The majority thus remanded Greathouse's case for further proceedings as to whether his informal oral complaint to JHS's president and part-owner, Melvin Wilcox, that he allegedly hadn't been paid in several months met all of Kasten's other requirements, namely that it was “sufficiently clear and detailed for a reasonable employer to understand it, in light of both content and context, as an assertion of rights protected by the statute and a call for their protection.”
Section 215(a)(3) of the FLSA prohibits “any person” from discriminating against an employee who “filed any complaint or instituted or caused to be instituted any proceedings under or related to this chapter.”
In Lambert, the Second Circuit said it construed the phrase “filed any complaint” to mean formal written complaints to a government agency.
However, the Supreme Court in Kasten held that Section 215(a)(3) also protects employees' oral complaints so long as they are sufficiently clear and detailed for an employer to understand that the workers are asserting their FLSA rights. But the justices expressly declined to resolve whether Section 215(a)(3) also protects intra-company oral complaints made to only supervisors.
The Second Circuit observed that Kasten, which involved a complaint lodged with an employer and not a government agency, “must be read as casting serious doubt” on the administrative filing requirement established in Lambert.

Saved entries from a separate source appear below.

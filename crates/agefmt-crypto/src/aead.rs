//! ChaCha20-Poly1305 contexts and file-key wrapping
//!
//! File-key wrap format (binary):
//! ```text
//! [16 bytes: encrypted file key][16 bytes: Poly1305 tag]
//! nonce = 12 zero bytes
//! ```
//!
//! The zero nonce is only sound because every wrap key is freshly derived and
//! used for exactly one file key.

use agefmt_core::format::CHUNK_NONCE_SIZE;
use agefmt_core::{AgeError, AgeResult};
use chacha20poly1305::{
    aead::{Aead, KeyInit},
    ChaCha20Poly1305, Key, Nonce,
};
use tracing::debug;
use zeroize::Zeroize;

use crate::keys::{CipherKey, EncryptedFileKey, FileKey};

/// Which operation a cipher context was initialized for.
#[derive(Debug, Clone, Copy, PartialEq, Eq)]
pub enum Direction {
    Encrypt,
    Decrypt,
}

impl Direction {
    fn name(self) -> &'static str {
        match self {
            Self::Encrypt => "encryption",
            Self::Decrypt => "decryption",
        }
    }
}

/// A ChaCha20-Poly1305 context bound to one key, one nonce, and one direction.
pub struct AeadCipher {
    cipher: ChaCha20Poly1305,
    nonce: [u8; CHUNK_NONCE_SIZE],
    direction: Direction,
}

impl AeadCipher {
    pub fn new(
        key: &CipherKey,
        nonce: [u8; CHUNK_NONCE_SIZE],
        direction: Direction,
    ) -> AgeResult<Self> {
        let cipher = ChaCha20Poly1305::new(Key::from_slice(key.as_bytes()?));
        Ok(Self {
            cipher,
            nonce,
            direction,
        })
    }

    pub fn direction(&self) -> Direction {
        self.direction
    }

    /// Returns `ciphertext || tag`.
    pub fn encrypt(&self, plaintext: &[u8]) -> AgeResult<Vec<u8>> {
        if self.direction != Direction::Encrypt {
            return Err(AgeError::WrongDirection(self.direction.name()));
        }
        self.cipher
            .encrypt(Nonce::from_slice(&self.nonce), plaintext)
            .map_err(|e| AgeError::EncryptionFailed(e.to_string()))
    }

    /// Verifies the trailing tag and returns the plaintext; nothing is
    /// returned when the tag does not match.
    pub fn decrypt(&self, ciphertext: &[u8]) -> AgeResult<Vec<u8>> {
        if self.direction != Direction::Decrypt {
            return Err(AgeError::WrongDirection(self.direction.name()));
        }
        self.cipher
            .decrypt(Nonce::from_slice(&self.nonce), ciphertext)
            .map_err(|_| AgeError::DecryptionFailed)
    }
}

impl std::fmt::Debug for AeadCipher {
    fn fmt(&self, f: &mut std::fmt::Formatter<'_>) -> std::fmt::Result {
        f.debug_struct("AeadCipher")
            .field("direction", &self.direction)
            .finish_non_exhaustive()
    }
}

/// Wrap (encrypt) a file key under a single-use wrap key.
pub fn wrap_file_key(wrap_key: &CipherKey, file_key: &FileKey) -> AgeResult<EncryptedFileKey> {
    let cipher = AeadCipher::new(wrap_key, [0u8; CHUNK_NONCE_SIZE], Direction::Encrypt)?;
    let sealed = cipher.encrypt(file_key.as_bytes()?)?;
    EncryptedFileKey::from_slice(&sealed)
}

/// Unwrap (decrypt) a file key sealed by [`wrap_file_key`].
pub fn unwrap_file_key(wrap_key: &CipherKey, wrapped: &EncryptedFileKey) -> AgeResult<FileKey> {
    let cipher = AeadCipher::new(wrap_key, [0u8; CHUNK_NONCE_SIZE], Direction::Decrypt)?;
    let mut plaintext = cipher
        .decrypt(wrapped.as_bytes()?)
        .inspect_err(|e| debug!(error = %e, "file key unwrap failed"))?;
    let key = FileKey::from_slice(&plaintext);
    plaintext.zeroize();
    key
}
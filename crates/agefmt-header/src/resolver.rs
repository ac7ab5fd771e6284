//! Multi-recipient trial decryption
//!
//! Each configured reader is tried in order against the full stanza list
//! until one yields a file key. Readers only see `&[Stanza]`, so a failing
//! reader cannot move the caller's read position.

use agefmt_core::{AgeError, AgeResult};
use agefmt_crypto::FileKey;
use tracing::debug;

use crate::header::Header;
use crate::recipient::StanzaReader;
use crate::stanza::Stanza;

/// Try `readers` in order until one produces the file key.
///
/// When every reader fails, a lone configured reader's error is returned
/// unchanged; otherwise the failures are collected, in reader order, into
/// [`AgeError::NoSupportedRecipient`].
pub fn resolve_file_key(stanzas: &[Stanza], readers: &[&dyn StanzaReader]) -> AgeResult<FileKey> {
    let mut causes = Vec::with_capacity(readers.len());
    for (index, reader) in readers.iter().enumerate() {
        match reader.file_key(stanzas) {
            Ok(Some(file_key)) => {
                debug!(reader = index, "stanza reader produced file key");
                return Ok(file_key);
            }
            Ok(None) => {
                debug!(reader = index, "stanza reader matched no stanza");
                causes.push(AgeError::NoFileKey);
            }
            Err(e) => {
                debug!(reader = index, error = %e, "stanza reader failed");
                causes.push(e);
            }
        }
    }

    if readers.len() == 1 {
        if let Some(only) = causes.pop() {
            return Err(only);
        }
    }
    Err(AgeError::NoSupportedRecipient { causes })
}

/// Resolve the file key for `header` and authenticate the header with it.
///
/// The file key is dropped (and zeroed) if the MAC does not verify.
pub fn unlock_header(header: &Header, readers: &[&dyn StanzaReader]) -> AgeResult<FileKey> {
    let mut file_key = resolve_file_key(header.stanzas(), readers)?;
    if let Err(e) = header.verify_mac(&file_key) {
        file_key.destroy();
        return Err(e);
    }
    Ok(file_key)
}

It added that nine other federal appeals courts have held that Section 215(a)(3) protects employees from retaliation for complaints made to their employers.
As such, the court analyzed Section 215(a)(3)'s plain language and determined that “filed any complaint” doesn't require that a complaint be submitted “formally” to a government agency.
Given that the phrase further appears next to “instituted any proceeding,” the court said it may construe “filed any complaint” as “contemplat[ing] a communication (such as an intra-company complaint seeking a change in company practice) that does not ordinarily trigger a ‘proceeding' (such as an adjudicatory process).”
Additionally, the court found that the FLSA's statutory purpose to protect employees, as well as interpretations from the Labor Department and the Equal Employment Opportunity Commission, also support its definition of “filed any complaint.”
Partially dissenting, Judge Edward R. Korman argued that Kasten expressly left open the issue of whether an informal complaint, oral or written, made to a supervisor can be used to predicate an FLSA retaliation claim and didn't “adopt a broad rule that would cover the facts” of the present case, which was decided on default judgment.